Luminata cresendo western hrp substrate

Cells (1 × 10⁵ cells) were seeded in 2 mL growth medium in a 3-cm dish. Following a 24-h incubation period at 37 ˚C, cells were treated with vehicle (control), gluRDVs at the proportional concentrations to Dox-gluRDVs, free Dox, and Dox-gluRDVs at 0.3 μM Dox in growth media for 24 h, lysed using RIPA lysis buffer, centrifuged to collect the supernatants, and the protein concentration was determined by Bradford Protein Assay. The protein samples were separated by electrophoresis in a 10% polyacrylamide gel and transferred to PVDF membrane. The membranes were incubated with TBS plus 0.1% Tween 20 (TBST) and 5% bovine serum albumin (BSA) for 1 h at room temperature.
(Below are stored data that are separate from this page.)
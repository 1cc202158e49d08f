/// A stricter comparison used for equality checks where floating point error should be negligible.
pub const STRICT_MAX_ABSOLUTE_DIFFERENCE: f64 = 1e-6;

/// A loose comparison used where accumulated floating point error is expected.
pub const MAX_ABSOLUTE_DIFFERENCE: f64 = 1e-3;

/// Default chord deviation tolerance, in device pixels, used when flattening a curve into line pieces.
pub const DEFAULT_FLATNESS: f64 = 0.25;

/// Default flatness tolerance used for arc length approximation.
pub const DEFAULT_LENGTH_TOLERANCE: f64 = 1e-2;

/// Hit radius in device pixels for anchors, handles, and edges. Divide by the view scale before comparing document-space distances.
pub const SELECTION_TOLERANCE: f64 = 5.;

/// Recursion cap for adaptive subdivision. A piece that is still not flat at this depth is emitted as-is.
pub(crate) const MAX_SUBDIVISION_DEPTH: usize = 18;

/// Minimum spacing between parametric roots before they are deduplicated into one.
pub(crate) const MIN_SEPARATION_VALUE: f64 = 5e-3;
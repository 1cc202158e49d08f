mod core;
mod lookup;
mod solvers;
mod structs;
mod transform;
pub use structs::*;

use glam::DVec2;
use std::fmt::{Debug, Formatter, Result};

/// A cubic Bezier arc between two anchor points.
/// Straight sides are represented by handles collapsed onto their endpoints, so every segment carries four points.
#[derive(Copy, Clone, PartialEq, serde::Serialize, serde::Deserialize)]
pub struct Segment {
	/// Start anchor of the curve.
	pub start: DVec2,
	/// Control handle associated with the start anchor.
	pub handle_start: DVec2,
	/// Control handle associated with the end anchor.
	pub handle_end: DVec2,
	/// End anchor of the curve.
	pub end: DVec2,
}

impl Debug for Segment {
	fn fmt(&self, f: &mut Formatter<'_>) -> Result {
		write!(f, "Segment({}, {}, {}, {})", self.start, self.handle_start, self.handle_end, self.end)
	}
}
use crate::Segment;

use glam::{DAffine2, DVec2};

/// How moving one control handle affects its sibling across the anchor.
#[derive(Copy, Clone, PartialEq, Eq, Debug, Default, serde::Serialize, serde::Deserialize)]
pub enum ReflectionMode {
	/// The sibling handle is mirrored through the anchor, matching both direction and length.
	#[default]
	Reflect,
	/// The sibling handle is left untouched.
	Independent,
	/// The sibling handle takes the mirrored direction but keeps its own length.
	ReflectIndependent,
}

/// Which sub-point of a node an edit or hit-test result addresses.
#[derive(Copy, Clone, PartialEq, Eq, Debug, serde::Serialize, serde::Deserialize)]
pub enum ControlPointType {
	Anchor,
	InHandle,
	OutHandle,
}

/// The persistent representation of a node: resolved points only, no selection state.
/// An absent handle is stored as the anchor itself, so deserializing old documents is lossless.
#[derive(Copy, Clone, PartialEq, Debug, serde::Serialize, serde::Deserialize)]
pub struct NodeTuple {
	pub anchor: DVec2,
	pub out_point: DVec2,
	pub in_point: DVec2,
}

/// An editable path vertex: an anchor point with up to two control handles.
/// A `None` handle is collapsed onto the anchor and contributes no curvature to its side.
/// All edit operations are copy-with-change and return a new node.
#[derive(Copy, Clone, PartialEq, Debug)]
pub struct PathNode {
	pub anchor: DVec2,
	pub in_handle: Option<DVec2>,
	pub out_handle: Option<DVec2>,
	pub selected: bool,
}

impl PathNode {
	/// Create a corner node with no handles.
	pub fn new(anchor: DVec2) -> Self {
		PathNode {
			anchor,
			in_handle: None,
			out_handle: None,
			selected: false,
		}
	}

	/// Create a node with an outgoing handle only. A handle equal to the anchor collapses to `None`.
	pub fn with_out_handle(anchor: DVec2, out_handle: DVec2) -> Self {
		PathNode {
			anchor,
			in_handle: None,
			out_handle: (out_handle != anchor).then_some(out_handle),
			selected: false,
		}
	}

	/// Create a node with both handles. Handles equal to the anchor collapse to `None`.
	pub fn with_handles(anchor: DVec2, out_handle: DVec2, in_handle: DVec2) -> Self {
		PathNode {
			anchor,
			in_handle: (in_handle != anchor).then_some(in_handle),
			out_handle: (out_handle != anchor).then_some(out_handle),
			selected: false,
		}
	}

	/// The incoming handle position, resolved to the anchor when absent.
	pub fn in_point(&self) -> DVec2 {
		self.in_handle.unwrap_or(self.anchor)
	}

	/// The outgoing handle position, resolved to the anchor when absent.
	pub fn out_point(&self) -> DVec2 {
		self.out_handle.unwrap_or(self.anchor)
	}

	/// Returns true if the incoming handle exists and is not collapsed onto the anchor.
	pub fn has_in_point(&self) -> bool {
		self.in_handle.is_some_and(|handle| handle != self.anchor)
	}

	/// Returns true if the outgoing handle exists and is not collapsed onto the anchor.
	pub fn has_out_point(&self) -> bool {
		self.out_handle.is_some_and(|handle| handle != self.anchor)
	}

	/// Returns true if the node has no effective handles on either side.
	pub fn is_corner(&self) -> bool {
		!self.has_in_point() && !self.has_out_point()
	}

	/// Returns a copy with the selection flag set as given.
	pub fn with_selected(self, selected: bool) -> Self {
		PathNode { selected, ..self }
	}

	/// Returns a copy with the incoming handle replaced. A point equal to the anchor clears the handle.
	pub fn with_in_point(&self, in_point: DVec2) -> Self {
		PathNode {
			in_handle: (in_point != self.anchor).then_some(in_point),
			..*self
		}
	}

	/// Returns a copy with the outgoing handle replaced. A point equal to the anchor clears the handle.
	pub fn with_out_point(&self, out_point: DVec2) -> Self {
		PathNode {
			out_handle: (out_point != self.anchor).then_some(out_point),
			..*self
		}
	}

	/// Returns a copy with both handles removed, leaving a corner node.
	pub fn chop_handles(&self) -> Self {
		PathNode {
			in_handle: None,
			out_handle: None,
			..*self
		}
	}

	/// Returns a copy with the incoming handle removed.
	pub fn chop_in_handle(&self) -> Self {
		PathNode { in_handle: None, ..*self }
	}

	/// Returns a copy with the outgoing handle removed.
	pub fn chop_out_handle(&self) -> Self {
		PathNode { out_handle: None, ..*self }
	}

	/// Returns a copy with the anchor and both handles mapped through `transform`.
	pub fn with_transform(&self, transform: DAffine2) -> Self {
		PathNode {
			anchor: transform.transform_point2(self.anchor),
			in_handle: self.in_handle.map(|handle| transform.transform_point2(handle)),
			out_handle: self.out_handle.map(|handle| transform.transform_point2(handle)),
			selected: self.selected,
		}
	}

	/// Returns a copy with the incoming and outgoing handles swapped, for reversing path direction.
	pub fn flipped(&self) -> Self {
		PathNode {
			in_handle: self.out_handle,
			out_handle: self.in_handle,
			..*self
		}
	}

	/// Move one of the node's three points to `to`, applying the given reflection behavior to the
	/// sibling handle when a handle is moved. Moving the anchor translates all three points rigidly.
	pub fn move_control_handle(&self, point_type: ControlPointType, to: DVec2, mode: ReflectionMode) -> Self {
		match point_type {
			ControlPointType::Anchor => {
				let delta = to - self.anchor;
				PathNode {
					anchor: to,
					in_handle: self.in_handle.map(|handle| handle + delta),
					out_handle: self.out_handle.map(|handle| handle + delta),
					selected: self.selected,
				}
			}
			ControlPointType::OutHandle => {
				let moved = self.with_out_point(to);
				match mode {
					ReflectionMode::Independent => moved,
					ReflectionMode::Reflect => moved.with_in_point(2. * self.anchor - to),
					ReflectionMode::ReflectIndependent => moved.with_in_point(self.mirrored_sibling(to, self.in_point())),
				}
			}
			ControlPointType::InHandle => {
				let moved = self.with_in_point(to);
				match mode {
					ReflectionMode::Independent => moved,
					ReflectionMode::Reflect => moved.with_out_point(2. * self.anchor - to),
					ReflectionMode::ReflectIndependent => moved.with_out_point(self.mirrored_sibling(to, self.out_point())),
				}
			}
		}
	}

	/// The position for a sibling handle that takes the direction opposite `moved` but keeps its own length.
	/// When the moved handle coincides with the anchor there is no direction, so the sibling stays put.
	fn mirrored_sibling(&self, moved: DVec2, sibling: DVec2) -> DVec2 {
		let opposite_direction = self.anchor - moved;
		if opposite_direction.length_squared() == 0. {
			return sibling;
		}
		self.anchor + opposite_direction.normalize() * (sibling - self.anchor).length()
	}

	/// Build the cubic segment from this node to `next`, resolving absent handles to the anchors.
	pub fn to_segment(&self, next: &PathNode) -> Segment {
		Segment::new(self.anchor, self.out_point(), next.in_point(), next.anchor)
	}

	/// The persistent tuple form of this node. Selection state is not carried.
	pub fn to_tuple(&self) -> NodeTuple {
		NodeTuple {
			anchor: self.anchor,
			out_point: self.out_point(),
			in_point: self.in_point(),
		}
	}

	/// Rebuild a node from its persistent tuple form. Points equal to the anchor collapse to absent handles.
	pub fn from_tuple(tuple: NodeTuple) -> Self {
		PathNode::with_handles(tuple.anchor, tuple.out_point, tuple.in_point)
	}
}
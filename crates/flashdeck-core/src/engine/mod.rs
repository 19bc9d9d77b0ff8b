//! The engine loop.
//!
//! `Engine` owns every component and runs them on one thread. It does not
//! spawn a loop of its own: the caller invokes [`Engine::tick`] periodically
//! with the current time, and everything else (timers, watcher commands,
//! worker results) is applied from inside `tick`.
//!
//! ## Tick
//!
//! ```text
//! drain commands -> heartbeat (ramp, passive XP, overlays) -> due timers
//! ```
//!
//! Timers run with their own fire time as "now", so a coarse caller clock
//! (such as the simulation's virtual clock) sees the same ordering as a
//! fine one.

mod effects;
mod video;

use std::collections::{BTreeMap, BTreeSet, VecDeque};

use chrono::{DateTime, Duration, Utc};
use rand::SeedableRng;
use rand_pcg::Mcg128Xsl64;
use serde::{Deserialize, Serialize};
use tracing::{debug, info, warn};

use self::effects::FlashState;
use crate::arbiter::{ArbiterLimits, ResourceArbiter, ResourceCounters};
use crate::command::{self, Command, CommandReceiver, CommandSender};
use crate::effects::EventType;
use crate::events::{DenyReason, Event};
use crate::media::MediaQueue;
use crate::overlays::{
    spiral_opacity, tint_opacity, OverlayManager, SPIRAL_XP_MIN_OPACITY, TINT_XP_MIN_OPACITY,
};
use crate::progression::{
    intensity_progress, ramp_remaining_secs, Feature, PlayerProgress, ProgressionEngine,
    XpContext,
};
use crate::scheduler::{next_delay, Scheduler, SessionState, Task};
use crate::services::{Services, SurfaceHandle};
use crate::storage::Settings;
use crate::video::{VideoPhase, VideoSequencer, VideoSession};
use crate::watchers::{window_decision, WindowDecision};

/// Passive XP: one point per this many seconds of running session.
const PASSIVE_XP_SECS: f64 = 12.0;
/// XP per second while an overlay is visible (about 5 per minute).
const OVERLAY_XP_PER_SEC: f64 = 0.083;
const INTENSITY_EVENT_SECS: i64 = 10;

const LAUNCH_STARTLE_DELAY_SECS: i64 = 5;
const LAUNCH_LOOPS_DELAY_SECS: i64 = 20;

/// Undrained events kept before the oldest are dropped.
pub const MAX_OUTBOX_EVENTS: usize = 10_000;

/// Point-in-time view of the engine, serializable for the CLI and hosts.
#[derive(Debug, Clone, PartialEq, Serialize, Deserialize)]
pub struct EngineSnapshot {
    pub session: SessionState,
    pub counters: ResourceCounters,
    pub progress: PlayerProgress,
    pub xp_needed: f64,
    pub video_phase: VideoPhase,
    pub video: Option<VideoSession>,
    pub pending: BTreeMap<EventType, DateTime<Utc>>,
    pub deferred: Vec<EventType>,
    pub busy: bool,
    pub spiral_visible: bool,
    pub tint_visible: bool,
}

#[derive(Debug, Default)]
struct Heartbeat {
    last: Option<DateTime<Utc>>,
    passive_secs: f64,
    overlay_xp: f64,
    last_intensity_event: Option<DateTime<Utc>>,
}

pub struct Engine {
    settings: Settings,
    scheduler: Scheduler,
    arbiter: ResourceArbiter,
    progression: ProgressionEngine,
    video: VideoSequencer,
    overlays: OverlayManager,
    media: MediaQueue,
    services: Services,
    rng: Mcg128Xsl64,
    tx: CommandSender,
    rx: CommandReceiver,
    events: VecDeque<Event>,
    /// Events dropped since the last drain.
    dropped_events: u64,
    /// A startle is being handled, from its firing until the video returns
    /// to idle. Also held between `start` and the launch startle.
    busy: bool,
    deferred: BTreeSet<EventType>,
    flash: FlashState,
    subliminals: Vec<SurfaceHandle>,
    bubbles: BTreeSet<SurfaceHandle>,
    targets: BTreeMap<u64, SurfaceHandle>,
    banner: Option<SurfaceHandle>,
    heartbeat: Heartbeat,
}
After incubation, primary antibodies (ERK, dilution 1:500, Santa Cruz; p-ERK, dilution 1:500, Santa Cruz; Procaspase-3, dilution 1:1000, Cell signaling; Cleaved caspase-3, dilution 1:500, Cell signaling; GAPDH, dilution 1:10000, Santa Cruz) were added to TBST containing 1% BSA and incubated with the membranes at 4 ˚C overnight. The membranes were then incubated with HRP-conjugated secondary antibodies (dilution 1:5000, Santa Cruz) and were developed using the Luminata Cresendo Western HRP substrate (Millipore).